## TRY IT
Lines in the listing below that hold "ranges" are the ones to copy.

## RECORDS
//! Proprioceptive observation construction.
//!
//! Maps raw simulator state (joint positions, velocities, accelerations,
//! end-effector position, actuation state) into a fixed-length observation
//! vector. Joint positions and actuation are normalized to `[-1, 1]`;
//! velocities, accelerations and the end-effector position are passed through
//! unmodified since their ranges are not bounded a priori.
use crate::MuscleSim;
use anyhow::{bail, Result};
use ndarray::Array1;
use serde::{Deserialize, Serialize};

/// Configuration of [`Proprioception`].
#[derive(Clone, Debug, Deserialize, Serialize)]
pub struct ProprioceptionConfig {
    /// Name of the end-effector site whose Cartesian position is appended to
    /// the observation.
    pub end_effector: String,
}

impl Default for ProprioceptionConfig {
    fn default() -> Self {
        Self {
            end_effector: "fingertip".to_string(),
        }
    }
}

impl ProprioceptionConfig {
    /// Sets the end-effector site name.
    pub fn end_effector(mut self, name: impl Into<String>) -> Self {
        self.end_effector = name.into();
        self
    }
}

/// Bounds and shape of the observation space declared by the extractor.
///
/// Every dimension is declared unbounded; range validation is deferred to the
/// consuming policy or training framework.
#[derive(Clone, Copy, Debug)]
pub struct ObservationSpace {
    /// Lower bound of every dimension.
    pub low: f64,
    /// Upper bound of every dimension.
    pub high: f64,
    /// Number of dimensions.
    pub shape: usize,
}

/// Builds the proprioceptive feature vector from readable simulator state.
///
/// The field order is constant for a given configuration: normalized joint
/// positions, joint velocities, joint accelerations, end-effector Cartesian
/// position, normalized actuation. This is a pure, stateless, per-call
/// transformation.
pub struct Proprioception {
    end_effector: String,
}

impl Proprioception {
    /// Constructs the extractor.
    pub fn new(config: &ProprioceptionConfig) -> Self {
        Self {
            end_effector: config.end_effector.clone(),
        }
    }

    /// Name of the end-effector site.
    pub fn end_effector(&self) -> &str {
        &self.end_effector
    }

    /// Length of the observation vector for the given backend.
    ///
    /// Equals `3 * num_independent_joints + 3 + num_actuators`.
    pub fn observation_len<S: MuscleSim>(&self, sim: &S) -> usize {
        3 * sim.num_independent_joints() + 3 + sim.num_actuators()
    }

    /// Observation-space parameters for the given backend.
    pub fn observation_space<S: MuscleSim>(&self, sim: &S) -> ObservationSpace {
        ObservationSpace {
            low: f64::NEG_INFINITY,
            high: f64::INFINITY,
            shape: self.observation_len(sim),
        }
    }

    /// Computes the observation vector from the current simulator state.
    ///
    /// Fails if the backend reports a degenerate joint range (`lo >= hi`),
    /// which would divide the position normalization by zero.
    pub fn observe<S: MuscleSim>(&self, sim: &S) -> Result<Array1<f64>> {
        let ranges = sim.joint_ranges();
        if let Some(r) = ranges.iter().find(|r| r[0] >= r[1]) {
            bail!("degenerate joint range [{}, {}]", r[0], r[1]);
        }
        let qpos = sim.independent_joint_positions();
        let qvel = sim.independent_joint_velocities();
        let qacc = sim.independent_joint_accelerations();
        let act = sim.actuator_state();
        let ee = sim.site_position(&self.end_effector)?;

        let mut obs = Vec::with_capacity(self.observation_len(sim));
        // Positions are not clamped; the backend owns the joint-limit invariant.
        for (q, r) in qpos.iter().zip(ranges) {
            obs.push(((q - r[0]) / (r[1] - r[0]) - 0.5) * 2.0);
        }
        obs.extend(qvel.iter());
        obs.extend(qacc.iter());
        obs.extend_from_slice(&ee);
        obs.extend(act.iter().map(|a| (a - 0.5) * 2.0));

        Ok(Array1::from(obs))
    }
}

---

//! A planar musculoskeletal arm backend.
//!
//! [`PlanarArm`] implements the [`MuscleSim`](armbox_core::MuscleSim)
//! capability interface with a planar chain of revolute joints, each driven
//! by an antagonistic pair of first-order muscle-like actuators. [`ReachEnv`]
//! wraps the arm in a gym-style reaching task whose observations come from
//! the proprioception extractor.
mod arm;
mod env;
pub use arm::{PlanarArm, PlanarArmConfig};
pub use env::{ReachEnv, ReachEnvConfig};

---

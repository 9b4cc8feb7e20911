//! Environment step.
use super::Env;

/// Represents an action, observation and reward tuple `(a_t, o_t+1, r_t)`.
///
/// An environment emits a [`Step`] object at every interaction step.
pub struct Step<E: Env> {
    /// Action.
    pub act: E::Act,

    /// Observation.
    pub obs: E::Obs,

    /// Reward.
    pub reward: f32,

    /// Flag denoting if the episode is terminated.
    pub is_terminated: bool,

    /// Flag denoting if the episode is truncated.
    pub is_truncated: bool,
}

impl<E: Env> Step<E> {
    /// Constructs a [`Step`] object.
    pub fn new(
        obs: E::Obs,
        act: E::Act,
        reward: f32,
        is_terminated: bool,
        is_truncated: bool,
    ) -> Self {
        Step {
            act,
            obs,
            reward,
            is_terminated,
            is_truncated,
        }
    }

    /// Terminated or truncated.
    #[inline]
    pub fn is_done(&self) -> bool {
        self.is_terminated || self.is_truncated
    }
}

## OUTPUT FOR THIS EXERCISE
//! unmodified since their ranges are not bounded a priori.
        let ranges = sim.joint_ranges();
        if let Some(r) = ranges.iter().find(|r| r[0] >= r[1]) {
        for (q, r) in qpos.iter().zip(ranges) {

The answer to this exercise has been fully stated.